(RECORDS FOR THIS TASK):
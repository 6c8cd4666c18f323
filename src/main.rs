use std::sync::Arc;

use curator::{make_app, utils::logging::init_tracing, AppState, Config};
use tokio::net::TcpListener;
use tracing::info;

#[tokio::main]
async fn main() -> Result<(), Box<dyn std::error::Error>> {
    dotenv::dotenv().ok();
    let config = Config::init()?;
    init_tracing(&config.log_level);
    info!("Configuration loaded successfully");

    let bind_addr = config.bind_addr.clone();
    let app = make_app(Arc::new(AppState::new(config)));

    // Bind to a TCP listener
    let listener = TcpListener::bind(&bind_addr).await?;
    info!("Listening on http://{}", bind_addr);

    axum::serve(listener, app).await?;
    Ok(())
}
mod common;

use chrono::{Duration, Utc};
use common::TestApp;
use http::{Method, StatusCode};
use serde_json::{json, Value};

fn article(term: &str, age: Duration) -> Value {
    json!({
        "title": format!("{term} news"),
        "link": format!("https://example.com/{term}"),
        "source": "example",
        "datetime": (Utc::now() - age).to_rfc3339(),
        "searchTerm": term,
    })
}

async fn create(app: &TestApp, uri: &str, body: Value) -> Value {
    let (status, created) = app.authed(Method::POST, uri, Some(body)).await;
    assert_eq!(status, StatusCode::CREATED, "{created}");
    created
}

fn titles(records: &Value) -> Vec<String> {
    records
        .as_array()
        .unwrap()
        .iter()
        .map(|r| r["title"].as_str().unwrap().to_string())
        .collect()
}

#[tokio::test]
async fn listing_requires_a_session() {
    let app = TestApp::new();
    let (status, body) = app.send(Method::GET, "/api/posts", None, None).await;
    assert_eq!(status, StatusCode::UNAUTHORIZED);
    assert_eq!(body["error"], "Missing Bearer token");

    let (status, _) = app
        .send(Method::GET, "/api/posts", Some("not-a-jwt"), None)
        .await;
    assert_eq!(status, StatusCode::UNAUTHORIZED);
}

#[tokio::test]
async fn create_validates_required_fields() {
    let app = TestApp::new();
    let (status, body) = app
        .authed(Method::POST, "/api/posts", Some(json!({"title": "only a title"})))
        .await;
    assert_eq!(status, StatusCode::BAD_REQUEST);
    assert!(body["error"].as_str().unwrap().contains("missing field"));
}

#[tokio::test]
async fn article_lifecycle() {
    let app = TestApp::new();
    let created = create(&app, "/api/posts", article("rust", Duration::hours(1))).await;
    let id = created["id"].as_str().unwrap().to_string();
    assert_eq!(created["used"], false);

    let (status, updated) = app
        .authed(
            Method::PATCH,
            "/api/posts",
            Some(json!({"postId": id, "used": true})),
        )
        .await;
    assert_eq!(status, StatusCode::OK);
    assert_eq!(updated["used"], true);
    for field in ["title", "link", "source", "datetime", "searchTerm", "createdAt"] {
        assert_eq!(updated[field], created[field], "{field} changed");
    }

    let (status, body) = app
        .authed(Method::DELETE, &format!("/api/posts?postId={id}"), None)
        .await;
    assert_eq!(status, StatusCode::OK);
    assert_eq!(body, json!({"success": true}));

    let (status, body) = app
        .authed(Method::DELETE, &format!("/api/posts?postId={id}"), None)
        .await;
    assert_eq!(status, StatusCode::NOT_FOUND);
    assert_eq!(body["error"], "Post not found");
}

#[tokio::test]
async fn update_and_delete_require_an_id() {
    let app = TestApp::new();

    let (status, body) = app
        .authed(Method::PATCH, "/api/posts", Some(json!({"used": true})))
        .await;
    assert_eq!(status, StatusCode::BAD_REQUEST);
    assert_eq!(body["error"], "Post ID is required");

    let (status, body) = app.authed(Method::DELETE, "/api/tools?toolId=", None).await;
    assert_eq!(status, StatusCode::BAD_REQUEST);
    assert_eq!(body["error"], "Tool ID is required");

    let (status, body) = app
        .authed(
            Method::PATCH,
            "/api/news",
            Some(json!({"newsId": "missing", "active": false})),
        )
        .await;
    assert_eq!(status, StatusCode::NOT_FOUND);
    assert_eq!(body["error"], "News article not found");

    let (status, _) = app
        .authed(
            Method::PATCH,
            "/api/posts",
            Some(json!({"postId": "x", "used": "yes"})),
        )
        .await;
    assert_eq!(status, StatusCode::BAD_REQUEST);
}

#[tokio::test]
async fn patch_keeps_fields_well_formed() {
    let app = TestApp::new();
    let created = create(&app, "/api/posts", article("rust", Duration::hours(1))).await;
    let id = created["id"].as_str().unwrap().to_string();

    for (patch, message) in [
        (json!({"postId": id, "datetime": "last tuesday"}), "datetime must be an RFC 3339 timestamp"),
        (json!({"postId": id, "rank": 3}), "rank cannot be updated"),
        (json!({"postId": id, "title": ""}), "title must be a non-empty string"),
    ] {
        let (status, body) = app.authed(Method::PATCH, "/api/posts", Some(patch)).await;
        assert_eq!(status, StatusCode::BAD_REQUEST);
        assert_eq!(body["error"], message);
    }

    let (status, updated) = app
        .authed(
            Method::PATCH,
            "/api/posts",
            Some(json!({"postId": id, "datetime": "2024-06-01T08:00:00Z"})),
        )
        .await;
    assert_eq!(status, StatusCode::OK);
    assert_eq!(updated["datetime"], "2024-06-01T08:00:00Z");
    assert!(updated.get("rank").is_none());
}

#[tokio::test]
async fn listing_is_newest_first_and_limited() {
    let app = TestApp::new();
    create(&app, "/api/posts", article("b", Duration::days(2))).await;
    create(&app, "/api/posts", article("a", Duration::hours(1))).await;
    create(&app, "/api/posts", article("c", Duration::days(5))).await;

    let (status, records) = app.authed(Method::GET, "/api/posts", None).await;
    assert_eq!(status, StatusCode::OK);
    assert_eq!(titles(&records), vec!["a news", "b news", "c news"]);

    let (_, records) = app.authed(Method::GET, "/api/posts?limit=2", None).await;
    assert_eq!(titles(&records), vec!["a news", "b news"]);

    let (_, records) = app.authed(Method::GET, "/api/posts?limit=lots", None).await;
    assert_eq!(records.as_array().unwrap().len(), 3);

    let (status, body) = app.authed(Method::GET, "/api/posts?limit=0", None).await;
    assert_eq!(status, StatusCode::BAD_REQUEST);
    assert!(body["error"].as_str().unwrap().contains("limit"));
}

#[tokio::test]
async fn listing_buckets_by_date_range() {
    let app = TestApp::new();
    create(&app, "/api/posts", article("now", Duration::seconds(1))).await;
    create(&app, "/api/posts", article("recent", Duration::days(3))).await;
    create(&app, "/api/posts", article("older", Duration::days(10))).await;
    create(&app, "/api/posts", article("ancient", Duration::days(60))).await;

    let (_, today) = app
        .authed(Method::GET, "/api/posts?dateRange=today", None)
        .await;
    let today = titles(&today);
    assert!(!today.contains(&"recent news".to_string()));
    assert!(!today.contains(&"older news".to_string()));

    let (_, week) = app
        .authed(Method::GET, "/api/posts?dateRange=week", None)
        .await;
    assert_eq!(titles(&week), vec!["now news", "recent news"]);

    let (_, month) = app
        .authed(Method::GET, "/api/posts?dateRange=month", None)
        .await;
    assert_eq!(titles(&month), vec!["now news", "recent news", "older news"]);

    let (status, _) = app
        .authed(Method::GET, "/api/posts?dateRange=fortnight", None)
        .await;
    assert_eq!(status, StatusCode::BAD_REQUEST);
}

#[tokio::test]
async fn filter_options_lists_each_term_once() {
    let app = TestApp::new();
    for term in ["rust", "go", "rust", "rust"] {
        create(&app, "/api/posts", article(term, Duration::hours(1))).await;
    }

    let (status, body) = app
        .authed(Method::GET, "/api/posts?filterOptions=true", None)
        .await;
    assert_eq!(status, StatusCode::OK);
    assert_eq!(body, json!({"searchTerms": ["go", "rust"]}));

    let (_, used) = app.authed(Method::GET, "/api/posts?used=false", None).await;
    assert_eq!(used.as_array().unwrap().len(), 4);
    let (_, used) = app.authed(Method::GET, "/api/posts?used=true", None).await;
    assert!(used.as_array().unwrap().is_empty());
}

#[tokio::test]
async fn news_and_tools_filter_by_category_tag_and_active() {
    let app = TestApp::new();
    create(
        &app,
        "/api/news",
        json!({"title": "LLM launch", "link": "https://n/1", "category": "ai", "tags": ["llm"]}),
    )
    .await;
    create(
        &app,
        "/api/news",
        json!({"title": "Crate release", "link": "https://n/2", "category": "rust", "tags": ["release"], "active": false}),
    )
    .await;
    let tool = create(
        &app,
        "/api/tools",
        json!({"name": "cargo", "link": "https://t/1", "description": "build tool", "category": "rust", "tags": ["build"]}),
    )
    .await;

    let (_, by_tag) = app.authed(Method::GET, "/api/news?tag=llm", None).await;
    assert_eq!(titles(&by_tag), vec!["LLM launch"]);

    let (_, inactive) = app.authed(Method::GET, "/api/news?active=false", None).await;
    assert_eq!(titles(&inactive), vec!["Crate release"]);

    let (_, categories) = app
        .authed(Method::GET, "/api/news?filterOptions=true", None)
        .await;
    assert_eq!(categories, json!({"categories": ["ai", "rust"]}));

    let (_, tools) = app
        .authed(Method::GET, "/api/tools?category=rust&tag=build", None)
        .await;
    assert_eq!(tools.as_array().unwrap().len(), 1);
    assert_eq!(tools[0]["id"], tool["id"]);
    assert_eq!(tools[0]["active"], true);
}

(TASK PROMPT): Count of lines holding the string "message": please work it out for the entries above and give the number alone.

(WRITTEN ANSWER): 2